The funds — representing the original $5 million jury verdict plus accumulated interest — were transferred Monday from an escrow account where they had been held since the 2023 jury ruling. Carroll’s attorney, Roberta Kaplan, confirmed the transaction took place on Tuesday.

“We are pleased to report that she has received the damages payment,” Kaplan said in a prepared statement.

Trump had placed the money into an escrow account shortly after the jury ruled against him. The U.S. Supreme Court recently declined to overturn the civil verdict, allowing Judge Lewis A. Kaplan to authorize the release of the funds.

Attorneys representing Trump had sought an emergency court order to block the transfer, but that request was denied. The one-sentence ruling denying the request placed no restrictions on how Carroll may use the money. Her legal team indicated in court filings that she intends to place the funds into a retirement account.

Trump’s legal team has since filed an additional appeal aimed at stopping or reversing the payment.

The jury determined that Trump assaulted Carroll in 1996 inside the dressing room of a luxury New York department store, and later defamed her after she publicly described the incident in a memoir published in 2019, during Trump’s first term in office.

Trump denied any sexual encounter with Carroll, now 82, a former advice columnist. In a 2019 interview, Trump claimed she was “totally lying” and “not my type.” He also stated he did not know her, dismissed a 1987 photograph showing the two of them alongside their then-spouses at a social gathering, and accused her of having political motivations and using him to boost book sales.

Trump did not appear at the trial, during which Carroll testified that a chance, friendly encounter at the department store turned into a violent attack.

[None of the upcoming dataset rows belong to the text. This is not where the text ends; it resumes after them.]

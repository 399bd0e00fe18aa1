pub mod health;

use crate::AppState;
use axum::routing::get;
use axum::Router;
use utoipa::OpenApi;

/// Returns the router for public endpoints (no job state involved)
pub fn router() -> Router<AppState> {
    Router::new().route("/healthz", get(health::health))
}

#[derive(OpenApi)]
#[openapi(
    paths(health::health),
    components(schemas(health::HealthResponse))
)]
pub struct ApiDoc;
use std::env;
use std::str::FromStr;

use chatvault_core::ExtractorConfig;

use crate::jobs::worker::WorkerPoolConfig;

/// Process configuration, read once at startup.
#[derive(Debug, Clone)]
pub struct ServerConfig {
    pub database_url: String,
    pub bind_addr: String,
    pub extractor: ExtractorConfig,
    pub worker_pool: WorkerPoolConfig,
}

impl ServerConfig {
    /// Environment variables:
    /// - `DATABASE_URL` (required)
    /// - `BIND_ADDR` (default `0.0.0.0:3000`)
    /// - `CHATVAULT_TARGET_HOST` (default `chatgpt.com`, overridden in tests)
    /// - `CHATVAULT_WORKERS` / `CHATVAULT_JOBS_PER_WORKER`
    pub fn from_env() -> Self {
        let database_url = env::var("DATABASE_URL").expect("DATABASE_URL must be set");
        let bind_addr = env::var("BIND_ADDR").unwrap_or_else(|_| "0.0.0.0:3000".to_string());

        let mut extractor = ExtractorConfig::default();
        if let Ok(host) = env::var("CHATVAULT_TARGET_HOST") {
            extractor.target_host = host;
        }

        let mut worker_pool = WorkerPoolConfig::default();
        if let Some(workers) = env_parse("CHATVAULT_WORKERS") {
            worker_pool.workers = workers;
        }
        if let Some(per_worker) = env_parse("CHATVAULT_JOBS_PER_WORKER") {
            worker_pool.max_jobs_per_worker = per_worker;
        }

        Self {
            database_url,
            bind_addr,
            extractor,
            worker_pool,
        }
    }
}

fn env_parse<T: FromStr>(name: &str) -> Option<T> {
    env::var(name).ok().and_then(|v| v.parse().ok())
}
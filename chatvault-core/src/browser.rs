use std::ffi::OsStr;
use std::path::PathBuf;
use std::sync::Arc;

use headless_chrome::browser::tab::{RequestInterceptor, RequestPausedDecision};
use headless_chrome::browser::transport::{SessionId, Transport};
use headless_chrome::protocol::cdp::Fetch::events::RequestPausedEvent;
use headless_chrome::protocol::cdp::Fetch::FailRequest;
use headless_chrome::protocol::cdp::Network::{ErrorReason, ResourceType};
use headless_chrome::{Browser, LaunchOptions, Tab};

use crate::config::ExtractorConfig;
use crate::error::ExtractError;

/// A browser session scoped to a single extraction attempt.
///
/// Dropping the session kills the underlying Chrome process, so every
/// exit path from an attempt (success, classified failure, or fault)
/// tears the browser down before the next attempt can start.
pub struct BrowserSession {
    tab: Arc<Tab>,
    _browser: Browser,
}

impl BrowserSession {
    /// Launch headless Chrome and open a tab with subresource blocking
    /// installed.
    pub fn launch(config: &ExtractorConfig) -> Result<Self, ExtractError> {
        let mut builder = LaunchOptions::default_builder();
        builder
            .args(vec![
                OsStr::new("--no-sandbox"),
                OsStr::new("--disable-setuid-sandbox"),
                OsStr::new("--disable-gpu"),
                OsStr::new("--disable-dev-shm-usage"),
                OsStr::new("--blink-settings=imagesEnabled=false"),
            ])
            .path(find_chrome());

        let options = builder
            .build()
            .map_err(|e| ExtractError::Browser(format!("invalid launch options: {e}")))?;

        let browser = Browser::new(options)
            .map_err(|e| ExtractError::Browser(format!("failed to launch browser: {e}")))?;
        tracing::debug!("browser launched");

        let tab = browser
            .new_tab()
            .map_err(|e| ExtractError::Browser(format!("failed to open tab: {e}")))?;
        tab.set_default_timeout(config.nav_timeout);

        // Suppression is an optimization, not a correctness requirement;
        // if the fetch domain is unavailable the session continues without it.
        if let Err(e) = install_subresource_blocker(&tab) {
            tracing::debug!(error = %e, "subresource blocking unavailable");
        }

        Ok(Self {
            tab,
            _browser: browser,
        })
    }

    pub fn tab(&self) -> &Arc<Tab> {
        &self.tab
    }
}

/// Locate a Chrome executable, preferring the CHROME environment variable.
fn find_chrome() -> Option<PathBuf> {
    if let Ok(chrome_path) = std::env::var("CHROME") {
        let path = PathBuf::from(&chrome_path);
        if path.exists() {
            tracing::debug!(path = %path.display(), "Using Chrome from CHROME env var");
            return Some(path);
        }
    }

    // Let headless_chrome try its default detection
    None
}

fn install_subresource_blocker(tab: &Arc<Tab>) -> Result<(), ExtractError> {
    tab.enable_fetch(None, None)
        .map_err(|e| ExtractError::Browser(e.to_string()))?;
    tab.enable_request_interception(Arc::new(SubresourceBlocker))
        .map_err(|e| ExtractError::Browser(e.to_string()))?;
    Ok(())
}

/// Aborts image, stylesheet, font, and media requests before they load.
/// Extracted text must not change whether or not this is active.
struct SubresourceBlocker;

impl RequestInterceptor for SubresourceBlocker {
    fn intercept(
        &self,
        _transport: Arc<Transport>,
        _session_id: SessionId,
        event: RequestPausedEvent,
    ) -> RequestPausedDecision {
        let blocked = matches!(
            event.params.resource_Type,
            ResourceType::Image
                | ResourceType::Stylesheet
                | ResourceType::Font
                | ResourceType::Media
        );

        if blocked {
            RequestPausedDecision::Fail(FailRequest {
                request_id: event.params.request_id,
                error_reason: ErrorReason::BlockedByClient,
            })
        } else {
            RequestPausedDecision::Continue(None)
        }
    }
}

Carroll brought the lawsuit after New York enacted legislation giving sexual abuse survivors an extended window to file civil claims for incidents that occurred in the past.

In a separate legal matter, Trump is also appealing an $83 million defamation judgment awarded to Carroll by a different Manhattan jury following a 2024 trial at which Trump briefly took the stand.

The Associated Press generally does not identify individuals who allege they have been sexually abused. Carroll has consented to being named publicly.